About this exercise: Find the word "EventRow" in the records below. List each line containing it.

Data provided:
//! Read-only projections. Listings degrade to an empty result when storage
//! fails so a broken read never takes down the page; point lookups propagate.

use diesel::dsl::count_star;
use diesel::prelude::*;
use diesel_async::{AsyncPgConnection, RunQueryDsl};
use shared::{FrequencyBounds, Hardware, SkillFrequency, User};
use tracing::warn;

use crate::db::DbPool;
use crate::error::Result;
use crate::models::{EventRow, HardwareRow, OwnershipRow, SkillRow, UserRow};
use crate::schema::{events, hardware, hardware_owners, skills, users};

#[derive(Clone)]
pub struct RosterQueries {
    pool: DbPool,
}

impl RosterQueries {
    pub fn new(pool: DbPool) -> Self {
        Self { pool }
    }

    pub async fn list_users(&self) -> Vec<User> {
        or_empty("users", self.try_list_users().await)
    }

    pub async fn get_user(&self, user_id: i32) -> Result<Option<User>> {
        let mut conn = self.pool.get().await?;
        load_user(&mut conn, user_id).await
    }

    pub async fn list_skill_frequency(&self, bounds: FrequencyBounds) -> Vec<SkillFrequency> {
        or_empty("skill frequencies", self.try_skill_frequency(bounds).await)
    }

    pub async fn list_hardware(&self) -> Vec<Hardware> {
        or_empty("hardware", self.try_list_hardware().await)
    }

    pub async fn get_hardware(&self, hardware_id: i32) -> Result<Option<Hardware>> {
        let mut conn = self.pool.get().await?;

        let item = hardware::table
            .find(hardware_id)
            .select(HardwareRow::as_select())
            .get_result::<HardwareRow>(&mut conn)
            .await
            .optional()?;

        let Some(item) = item else {
            return Ok(None);
        };

        let owners = OwnershipRow::belonging_to(&item)
            .select(OwnershipRow::as_select())
            .order(hardware_owners::user_id)
            .load::<OwnershipRow>(&mut conn)
            .await?;

        Ok(Some(item.into_hardware(owners)))
    }

    async fn try_list_users(&self) -> Result<Vec<User>> {
        let mut conn = self.pool.get().await?;

        let user_rows = users::table
            .order(users::id)
            .select(UserRow::as_select())
            .load::<UserRow>(&mut conn)
            .await?;

        let skill_rows = SkillRow::belonging_to(&user_rows)
            .select(SkillRow::as_select())
            .order(skills::id)
            .load::<SkillRow>(&mut conn)
            .await?;
        let event_rows = EventRow::belonging_to(&user_rows)
            .select(EventRow::as_select())
            .order(events::id)
            .load::<EventRow>(&mut conn)
            .await?;
        let owned_rows = OwnershipRow::belonging_to(&user_rows)
            .select(OwnershipRow::as_select())
            .order(hardware_owners::hardware_id)
            .load::<OwnershipRow>(&mut conn)
            .await?;

        let skills = skill_rows.grouped_by(&user_rows);
        let events = event_rows.grouped_by(&user_rows);
        let owned = owned_rows.grouped_by(&user_rows);

        Ok(user_rows
            .into_iter()
            .zip(skills)
            .zip(events)
            .zip(owned)
            .map(|(((user, skills), events), owned)| user.into_user(skills, events, owned))
            .collect())
    }

    async fn try_skill_frequency(&self, bounds: FrequencyBounds) -> Result<Vec<SkillFrequency>> {
        let mut conn = self.pool.get().await?;

        // (user_id, skill) is unique, so the row count is the number of users
        let rows = skills::table
            .group_by(skills::skill)
            .select((skills::skill, count_star()))
            .order(skills::skill)
            .load::<(String, i64)>(&mut conn)
            .await?;

        let frequencies = rows
            .into_iter()
            .map(|(skill, frequency)| SkillFrequency { skill, frequency })
            .collect();

        Ok(bounds.retain(frequencies))
    }

    async fn try_list_hardware(&self) -> Result<Vec<Hardware>> {
        let mut conn = self.pool.get().await?;

        let items = hardware::table
            .order(hardware::id)
            .select(HardwareRow::as_select())
            .load::<HardwareRow>(&mut conn)
            .await?;

        let owners = OwnershipRow::belonging_to(&items)
            .select(OwnershipRow::as_select())
            .order(hardware_owners::user_id)
            .load::<OwnershipRow>(&mut conn)
            .await?
            .grouped_by(&items);

        Ok(items
            .into_iter()
            .zip(owners)
            .map(|(item, owners)| item.into_hardware(owners))
            .collect())
    }
}

/// Loads one user with skills, events and owned hardware attached.
pub async fn load_user(conn: &mut AsyncPgConnection, user_id: i32) -> Result<Option<User>> {
    let user = users::table
        .find(user_id)
        .select(UserRow::as_select())
        .get_result::<UserRow>(conn)
        .await
        .optional()?;

    let Some(user) = user else {
        return Ok(None);
    };

    let skills = SkillRow::belonging_to(&user)
        .select(SkillRow::as_select())
        .order(skills::id)
        .load::<SkillRow>(conn)
        .await?;
    let events = EventRow::belonging_to(&user)
        .select(EventRow::as_select())
        .order(events::id)
        .load::<EventRow>(conn)
        .await?;
    let owned = OwnershipRow::belonging_to(&user)
        .select(OwnershipRow::as_select())
        .order(hardware_owners::hardware_id)
        .load::<OwnershipRow>(conn)
        .await?;

    Ok(Some(user.into_user(skills, events, owned)))
}

fn or_empty<T>(what: &str, result: Result<Vec<T>>) -> Vec<T> {
    match result {
        Ok(rows) => rows,
        Err(e) => {
            warn!("Listing {} failed, returning empty result: {}", what, e);
            Vec::new()
        }
    }
}
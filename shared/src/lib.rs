use serde::{Deserialize, Serialize};
use chrono::{DateTime, Utc};

mod error;
mod frequency;
mod skills;
mod stock;

pub use error::{DomainError, Entity};
pub use frequency::FrequencyBounds;
pub use skills::{plan_skill_merge, SkillMergePlan, SkillRatingUpdate};
pub use stock::{ensure_available, ensure_owned, validate_quantity};

#[derive(Debug, Clone, PartialEq, Serialize, Deserialize)]
pub struct User {
    pub id: i32,
    pub name: String,
    pub company: Option<String>,
    pub email: String,
    pub phone: String,
    pub created_at: DateTime<Utc>,
    pub updated_at: DateTime<Utc>,
    pub skills: Vec<Skill>,
    pub events: Vec<Event>,
    pub owned_hardware: Vec<Ownership>,
}

#[derive(Debug, Clone, PartialEq, Eq, Serialize, Deserialize)]
pub struct Skill {
    pub id: i32,
    pub user_id: i32,
    pub skill: String,
    pub rating: i32,
}

#[derive(Debug, Clone, PartialEq, Eq, Serialize, Deserialize)]
pub struct Event {
    pub id: i32,
    pub user_id: i32,
    pub event: String,
    pub scanned_at: DateTime<Utc>,
}

#[derive(Debug, Clone, PartialEq, Eq, Serialize, Deserialize)]
pub struct Hardware {
    pub id: i32,
    pub name: String,
    pub total_quantity: i32,
    pub available_quantity: i32,
    pub owners: Vec<Ownership>,
}

#[derive(Debug, Clone, PartialEq, Eq, Serialize, Deserialize)]
pub struct Ownership {
    pub hardware_id: i32,
    pub user_id: i32,
    pub owned_quantity: i32,
}

#[derive(Debug, Clone, PartialEq, Eq, Serialize, Deserialize)]
pub struct SkillFrequency {
    pub skill: String,
    pub frequency: i64,
}

#[derive(Debug, Clone, PartialEq, Eq, Serialize, Deserialize)]
pub struct SkillInput {
    pub skill: String,
    pub rating: i32,
}

/// Profile fields for a partial update. A field is only written when it is
/// present and not the empty string; there is no way to clear a field
/// through it.
#[derive(Debug, Clone, Default, PartialEq, Eq, Serialize, Deserialize)]
pub struct ProfilePatch {
    #[serde(default)]
    pub name: Option<String>,
    #[serde(default)]
    pub company: Option<String>,
    #[serde(default)]
    pub email: Option<String>,
    #[serde(default)]
    pub phone: Option<String>,
}

impl ProfilePatch {
    /// Drops empty values so every remaining `Some` is a field to overwrite.
    pub fn normalized(self) -> Self {
        fn keep(value: Option<String>) -> Option<String> {
            value.filter(|v| !v.is_empty())
        }

        Self {
            name: keep(self.name),
            company: keep(self.company),
            email: keep(self.email),
            phone: keep(self.phone),
        }
    }

    pub fn is_empty(&self) -> bool {
        self.name.is_none() && self.company.is_none() && self.email.is_none() && self.phone.is_none()
    }
}

#[derive(Debug, Clone, Default, PartialEq, Eq, Serialize, Deserialize)]
pub struct UserUpdate {
    #[serde(flatten)]
    pub profile: ProfilePatch,
    #[serde(default)]
    pub skills: Option<Vec<SkillInput>>,
}

#[derive(Debug, Clone, PartialEq, Eq, Serialize, Deserialize)]
pub struct ScanRequest {
    pub event: String,
}

#[derive(Debug, Clone, PartialEq, Eq, Serialize, Deserialize)]
pub struct ScanResponse {
    pub recorded: bool,
}

#[derive(Debug, Clone, Copy, PartialEq, Eq, Serialize, Deserialize)]
pub struct QuantityRequest {
    pub user_id: i32,
    pub quantity: i32,
}

#[derive(Debug, Clone, Copy, PartialEq, Eq, Serialize, Deserialize)]
pub struct LedgerResponse {
    pub success: bool,
}
//! One-shot import of the initial roster from a JSON file.

use std::path::Path;

use anyhow::{Context, Result};
use diesel::prelude::*;
use diesel_async::{AsyncConnection, AsyncPgConnection, RunQueryDsl};
use serde::Deserialize;
use shared::{plan_skill_merge, SkillInput};
use tracing::info;

use crate::db::DbPool;
use crate::models::{NewHardware, NewSkill, NewUser};
use crate::schema::{hardware, skills, users};

#[derive(Debug, Clone, Deserialize)]
pub struct SeedUser {
    pub name: String,
    #[serde(default)]
    pub company: Option<String>,
    pub email: String,
    pub phone: String,
    #[serde(default)]
    pub skills: Vec<SkillInput>,
}

impl SeedUser {
    /// One entry per skill name, carrying the last rating listed for it.
    pub fn distinct_skills(&self) -> Vec<SkillInput> {
        plan_skill_merge(&[], &self.skills).inserts
    }
}

#[derive(Debug, Clone, Deserialize)]
pub struct SeedHardware {
    pub name: String,
    pub quantity: i32,
}

#[derive(Debug, Clone, Default, Deserialize)]
pub struct SeedData {
    #[serde(default)]
    pub users: Vec<SeedUser>,
    #[serde(default)]
    pub hardware: Vec<SeedHardware>,
}

#[derive(Deserialize)]
#[serde(untagged)]
enum SeedDocument {
    UsersOnly(Vec<SeedUser>),
    Full(SeedData),
}

impl SeedData {
    /// Accepts either `{"users": [...], "hardware": [...]}` or a bare array
    /// of users.
    pub fn from_json(json: &str) -> Result<Self> {
        let document: SeedDocument = serde_json::from_str(json).context("invalid seed document")?;
        let data = match document {
            SeedDocument::Full(data) => data,
            SeedDocument::UsersOnly(users) => SeedData {
                users,
                hardware: Vec::new(),
            },
        };

        if let Some(bad) = data.hardware.iter().find(|h| h.quantity < 0) {
            anyhow::bail!("hardware {} has negative quantity {}", bad.name, bad.quantity);
        }
        Ok(data)
    }

    pub fn from_file(path: &Path) -> Result<Self> {
        let json = std::fs::read_to_string(path)
            .with_context(|| format!("reading seed file {}", path.display()))?;
        Self::from_json(&json)
    }
}

/// Imports `data` unless the roster already has users. Returns whether
/// anything was written.
pub async fn seed_if_empty(pool: &DbPool, data: SeedData) -> Result<bool> {
    let mut conn = pool.get().await?;

    let existing: i64 = users::table.count().get_result(&mut conn).await?;
    if existing > 0 {
        info!("Skipping seed import, {} users already present", existing);
        return Ok(false);
    }

    import(&mut conn, data).await?;
    Ok(true)
}

async fn import(conn: &mut AsyncPgConnection, data: SeedData) -> Result<()> {
    let (user_count, hardware_count) = (data.users.len(), data.hardware.len());

    conn.transaction::<_, anyhow::Error, _>(|conn| {
        Box::pin(async move {
            for person in &data.users {
                let user_id: i32 = diesel::insert_into(users::table)
                    .values(&NewUser {
                        name: &person.name,
                        company: person.company.as_deref(),
                        email: &person.email,
                        phone: &person.phone,
                    })
                    .returning(users::id)
                    .get_result(conn)
                    .await?;

                let distinct = person.distinct_skills();
                let rows: Vec<NewSkill<'_>> = distinct
                    .iter()
                    .map(|s| NewSkill {
                        user_id,
                        skill: &s.skill,
                        rating: s.rating,
                    })
                    .collect();

                if !rows.is_empty() {
                    diesel::insert_into(skills::table)
                        .values(&rows)
                        .execute(conn)
                        .await?;
                }
            }

            for item in &data.hardware {
                diesel::insert_into(hardware::table)
                    .values(&NewHardware {
                        name: &item.name,
                        total_quantity: item.quantity,
                        available_quantity: item.quantity,
                    })
                    .execute(conn)
                    .await?;
            }

            Ok(())
        })
    })
    .await?;

    info!(
        "Seeded {} users and {} hardware items",
        user_count, hardware_count
    );
    Ok(())
}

Answer box:
use crate::models::{EventRow, HardwareRow, OwnershipRow, SkillRow, UserRow};
        let event_rows = EventRow::belonging_to(&user_rows)
            .select(EventRow::as_select())
            .load::<EventRow>(&mut conn)
    let events = EventRow::belonging_to(&user)
        .select(EventRow::as_select())
        .load::<EventRow>(conn)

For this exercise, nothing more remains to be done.